-- Given records follows --

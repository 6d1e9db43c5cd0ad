use anyhow::Result;
use clap::Args;
use colored::Colorize;
use serde::Serialize;

use super::{OutputConfig, Project};
use crate::validation_log::{self, ValidationLogEntry};

#[derive(Args)]
pub struct LogArgs {
    /// Only show events for files whose path contains this substring
    #[arg(long)]
    file: Option<String>,

    /// Maximum number of events (most recent)
    #[arg(long, short = 'n', default_value = "10")]
    limit: usize,
}

#[derive(Serialize)]
struct LogOutput<'a> {
    log_file: String,
    #[serde(skip_serializing_if = "Option::is_none")]
    file_filter: Option<&'a str>,
    count: usize,
    total: usize,
    entries: &'a [ValidationLogEntry],
}

pub fn run(args: LogArgs, project: &Project, output: OutputConfig) -> Result<()> {
    let entries: Vec<ValidationLogEntry> = validation_log::read_all(&project.paths.log_file)
        .into_iter()
        .filter(|e| {
            args.file
                .as_deref()
                .map_or(true, |needle| e.file_path.contains(needle))
        })
        .collect();
    let total = entries.len();
    let recent = &entries[total.saturating_sub(args.limit)..];

    if output.json {
        let json_output = LogOutput {
            log_file: project.paths.log_file.display().to_string(),
            file_filter: args.file.as_deref(),
            count: recent.len(),
            total,
            entries: recent,
        };
        println!("{}", serde_json::to_string_pretty(&json_output)?);
        return Ok(());
    }
    if output.quiet {
        return Ok(());
    }

    if recent.is_empty() {
        println!(
            "No validation events in {}",
            project.paths.log_file.display()
        );
        return Ok(());
    }

    println!(
        "Showing {} of {} validation events",
        recent.len().to_string().cyan(),
        total
    );
    for entry in recent {
        println!();
        println!(
            "{} {} {}",
            entry.timestamp.dimmed(),
            entry.tool_name.cyan(),
            entry.file_path.bold()
        );
        for issue in &entry.issues {
            println!("  {} {}", "⚠".yellow(), issue);
        }
    }

    Ok(())
}
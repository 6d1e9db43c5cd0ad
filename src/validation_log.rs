use serde::{Deserialize, Serialize};
use std::fs::OpenOptions;
use std::io::Write;
use std::path::Path;

/// One record in the validation log: the issues found in a single write.
#[derive(Debug, Clone, PartialEq, Serialize, Deserialize)]
pub struct ValidationLogEntry {
    /// RFC3339 local timestamp
    pub timestamp: String,
    pub file_path: String,
    pub issues: Vec<String>,
    pub tool_name: String,
}

impl ValidationLogEntry {
    /// Create an entry stamped with the current local time.
    pub fn now(file_path: &str, issues: &[String], tool_name: &str) -> Self {
        Self {
            timestamp: chrono::Local::now().to_rfc3339(),
            file_path: file_path.to_string(),
            issues: issues.to_vec(),
            tool_name: tool_name.to_string(),
        }
    }
}

#[derive(Debug, thiserror::Error)]
pub enum LogError {
    #[error("failed to serialize log entry: {0}")]
    Serialize(#[from] serde_json::Error),
    #[error("failed to write validation log: {0}")]
    Io(#[from] std::io::Error),
}

/// Append an entry to the validation log as a single JSON line.
///
/// Best-effort: callers are expected to discard the error, since a log
/// failure must never affect the write being validated. The whole line goes
/// out in one `write_all` on an `O_APPEND` handle; there is no locking, so
/// concurrent writers get only the atomicity the OS append gives them.
pub fn append(path: &Path, entry: &ValidationLogEntry) -> Result<(), LogError> {
    if let Some(parent) = path.parent() {
        std::fs::create_dir_all(parent)?;
    }

    let mut line = serde_json::to_string(entry)?;
    line.push('\n');

    let mut file = OpenOptions::new().create(true).append(true).open(path)?;
    file.write_all(line.as_bytes())?;
    Ok(())
}

/// Count recorded events (lines) in the log. `\n`, `\r\n` and a bare `\r`
/// all end a line.
///
/// Best-effort: `None` when the log is missing, unreadable or not UTF-8.
pub fn count_events(path: &Path) -> Option<usize> {
    let content = std::fs::read_to_string(path).ok()?;
    let normalized = content.replace("\r\n", "\n").replace('\r', "\n");
    Some(normalized.lines().count())
}

/// Read all parseable entries from the log. Malformed lines are skipped.
pub fn read_all(path: &Path) -> Vec<ValidationLogEntry> {
    let Ok(content) = std::fs::read_to_string(path) else {
        return Vec::new();
    };
    content
        .lines()
        .filter(|l| !l.trim().is_empty())
        .filter_map(|l| serde_json::from_str(l).ok())
        .collect()
}
use std::io;

use clap::CommandFactory;
use clap_complete::{generate, Shell};

use super::Cli;

#[derive(clap::Args)]
pub struct CompletionsArgs {
    /// Shell to generate completions for
    shell: Shell,
}

pub fn run(args: CompletionsArgs) {
    let mut cmd = Cli::command();
    let name = cmd.get_name().to_string();
    generate(args.shell, &mut cmd, name, &mut io::stdout());
}
use anyhow::{bail, Result};
use serde::Serialize;
use serde_json::{Map, Value};

/// A decoded hook event: the top-level JSON object read from stdin.
pub type HookFields = Map<String, Value>;

/// Read a string field, treating absent, null or non-string values as empty.
fn str_field(fields: &HookFields, key: &str) -> String {
    fields
        .get(key)
        .and_then(Value::as_str)
        .unwrap_or_default()
        .to_string()
}

/// Short description of a JSON value's type for error messages.
pub fn json_kind(value: &Value) -> &'static str {
    match value {
        Value::Null => "null",
        Value::Bool(_) => "a boolean",
        Value::Number(_) => "a number",
        Value::String(_) => "a string",
        Value::Array(_) => "an array",
        Value::Object(_) => "an object",
    }
}

/// UserPromptSubmit hook input (subset of fields we need)
#[derive(Debug, Default)]
pub struct PromptInput {
    /// The user's prompt text
    pub prompt: String,
}

impl PromptInput {
    pub fn from_fields(fields: &HookFields) -> Self {
        Self {
            prompt: str_field(fields, "prompt"),
        }
    }
}

/// PreToolUse / PostToolUse hook input for file-writing tools
#[derive(Debug, Default)]
pub struct ToolEvent {
    pub tool_name: String,
    tool_input: Option<Value>,
}

/// The part of `tool_input` the validator reads.
#[derive(Debug, Default, PartialEq, Eq)]
pub struct ToolInput {
    pub file_path: String,
    /// Full file content for `Write`. Absent for most `Edit` payloads.
    pub content: String,
}

impl ToolEvent {
    pub fn from_fields(fields: &HookFields) -> Self {
        Self {
            tool_name: str_field(fields, "tool_name"),
            tool_input: fields.get("tool_input").cloned(),
        }
    }

    /// Decode `tool_input`. Missing means empty; anything present must be an
    /// object. Only consulted once the tool is known to be a write.
    pub fn tool_input(&self) -> Result<ToolInput> {
        match &self.tool_input {
            None => Ok(ToolInput::default()),
            Some(Value::Object(input)) => Ok(ToolInput {
                file_path: str_field(input, "file_path"),
                content: str_field(input, "content"),
            }),
            Some(other) => bail!("tool_input must be a JSON object, got {}", json_kind(other)),
        }
    }
}

/// Output JSON for a hook response
#[derive(Debug, Serialize)]
#[serde(rename_all = "camelCase")]
pub struct HookResponse {
    pub hook_specific_output: HookSpecificOutput,
}

#[derive(Debug, Serialize)]
#[serde(rename_all = "camelCase")]
pub struct HookSpecificOutput {
    pub hook_event_name: String,
    pub additional_context: String,
}

impl HookResponse {
    pub fn user_prompt_submit(additional_context: String) -> Self {
        Self {
            hook_specific_output: HookSpecificOutput {
                hook_event_name: "UserPromptSubmit".to_string(),
                additional_context,
            },
        }
    }
}
mod rules;

use rules::matching_patterns;

/// How a file's content is checked, decided by its path suffix.
#[derive(Debug, Clone, Copy, PartialEq, Eq)]
pub enum FileKind {
    Csv,
    Python,
    Json,
    Other,
}

impl FileKind {
    pub fn from_path(file_path: &str) -> Self {
        if file_path.ends_with(".csv") {
            FileKind::Csv
        } else if file_path.ends_with(".py") {
            FileKind::Python
        } else if file_path.ends_with(".json") {
            FileKind::Json
        } else {
            FileKind::Other
        }
    }
}

/// Inspect `content` as it would be written to `file_path` and describe
/// every issue found. An empty result means the content looks fine.
pub fn validate_content(file_path: &str, content: &str) -> Vec<String> {
    match FileKind::from_path(file_path) {
        FileKind::Csv => check_csv(content),
        FileKind::Python => check_python(content),
        FileKind::Json => check_json(content),
        FileKind::Other => Vec::new(),
    }
}

fn check_csv(content: &str) -> Vec<String> {
    let mut issues = Vec::new();
    let lines: Vec<&str> = content.trim().split('\n').collect();

    if lines.len() < 2 {
        issues.push("CSV file appears to be empty or malformed".to_string());
    }
    // split always yields at least one element
    if !lines[0].contains(',') {
        issues.push("CSV file may not be properly formatted".to_string());
    }
    issues
}

fn check_python(content: &str) -> Vec<String> {
    matching_patterns(content)
        .into_iter()
        .map(|rule| {
            format!(
                "Potentially dangerous code pattern found: {} ({})",
                rule.pattern, rule.label
            )
        })
        .collect()
}

fn check_json(content: &str) -> Vec<String> {
    match serde_json::from_str::<serde_json::Value>(content) {
        Ok(_) => Vec::new(),
        Err(e) => vec![format!("Invalid JSON format: {e}")],
    }
}
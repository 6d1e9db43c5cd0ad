use anyhow::Result;
use clap::Args;

use super::{read_hook_input, Project};
use crate::types::ToolEvent;
use crate::validation;
use crate::validation_log::{self, ValidationLogEntry};

#[derive(Args)]
pub struct ValidateArgs {}

pub fn run(_args: ValidateArgs, project: &Project) -> Result<()> {
    let event = ToolEvent::from_fields(&read_hook_input()?);
    let rules = &project.config.validate;

    if !rules.is_write_tool(&event.tool_name) {
        tracing::debug!(tool = %event.tool_name, "not a write tool, skipping");
        return Ok(());
    }

    let tool_input = event.tool_input()?;
    let file_path = tool_input.file_path.as_str();
    if rules.is_skipped(file_path) {
        tracing::debug!(file_path, "skipped extension");
        return Ok(());
    }

    let issues = validation::validate_content(file_path, &tool_input.content);
    if issues.is_empty() {
        return Ok(());
    }

    let entry = ValidationLogEntry::now(file_path, &issues, &event.tool_name);
    // Best-effort: a log failure must not turn a warning into a failed hook
    if let Err(e) = validation_log::append(&project.paths.log_file, &entry) {
        tracing::debug!("validation log not written: {e}");
    }

    // Warn only; the write itself always proceeds
    for issue in &issues {
        eprintln!("⚠️  Validation Issue: {issue}");
    }
    Ok(())
}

-- Given records concluded --

:: Work request ::
Repeat exactly the lines that run from the opening of the listing through the line holding "use std::io::Write;". Leave out everything else.

:: Task answer ::
repository 6d1e9db43c5cd0ad
use anyhow::Result;
use clap::Args;
use colored::Colorize;
use serde::Serialize;

use super::{OutputConfig, Project};
use crate::validation_log::{self, ValidationLogEntry};

#[derive(Args)]
pub struct LogArgs {
    /// Only show events for files whose path contains this substring
    #[arg(long)]
    file: Option<String>,

    /// Maximum number of events (most recent)
    #[arg(long, short = 'n', default_value = "10")]
    limit: usize,
}

#[derive(Serialize)]
struct LogOutput<'a> {
    log_file: String,
    #[serde(skip_serializing_if = "Option::is_none")]
    file_filter: Option<&'a str>,
    count: usize,
    total: usize,
    entries: &'a [ValidationLogEntry],
}

pub fn run(args: LogArgs, project: &Project, output: OutputConfig) -> Result<()> {
    let entries: Vec<ValidationLogEntry> = validation_log::read_all(&project.paths.log_file)
        .into_iter()
        .filter(|e| {
            args.file
                .as_deref()
                .map_or(true, |needle| e.file_path.contains(needle))
        })
        .collect();
    let total = entries.len();
    let recent = &entries[total.saturating_sub(args.limit)..];

    if output.json {
        let json_output = LogOutput {
            log_file: project.paths.log_file.display().to_string(),
            file_filter: args.file.as_deref(),
            count: recent.len(),
            total,
            entries: recent,
        };
        println!("{}", serde_json::to_string_pretty(&json_output)?);
        return Ok(());
    }
    if output.quiet {
        return Ok(());
    }

    if recent.is_empty() {
        println!(
            "No validation events in {}",
            project.paths.log_file.display()
        );
        return Ok(());
    }

    println!(
        "Showing {} of {} validation events",
        recent.len().to_string().cyan(),
        total
    );
    for entry in recent {
        println!();
        println!(
            "{} {} {}",
            entry.timestamp.dimmed(),
            entry.tool_name.cyan(),
            entry.file_path.bold()
        );
        for issue in &entry.issues {
            println!("  {} {}", "⚠".yellow(), issue);
        }
    }

    Ok(())
}
repository 6d1e9db43c5cd0ad
filename src/validation_log.rs
use serde::{Deserialize, Serialize};
use std::fs::OpenOptions;
use std::io::Write;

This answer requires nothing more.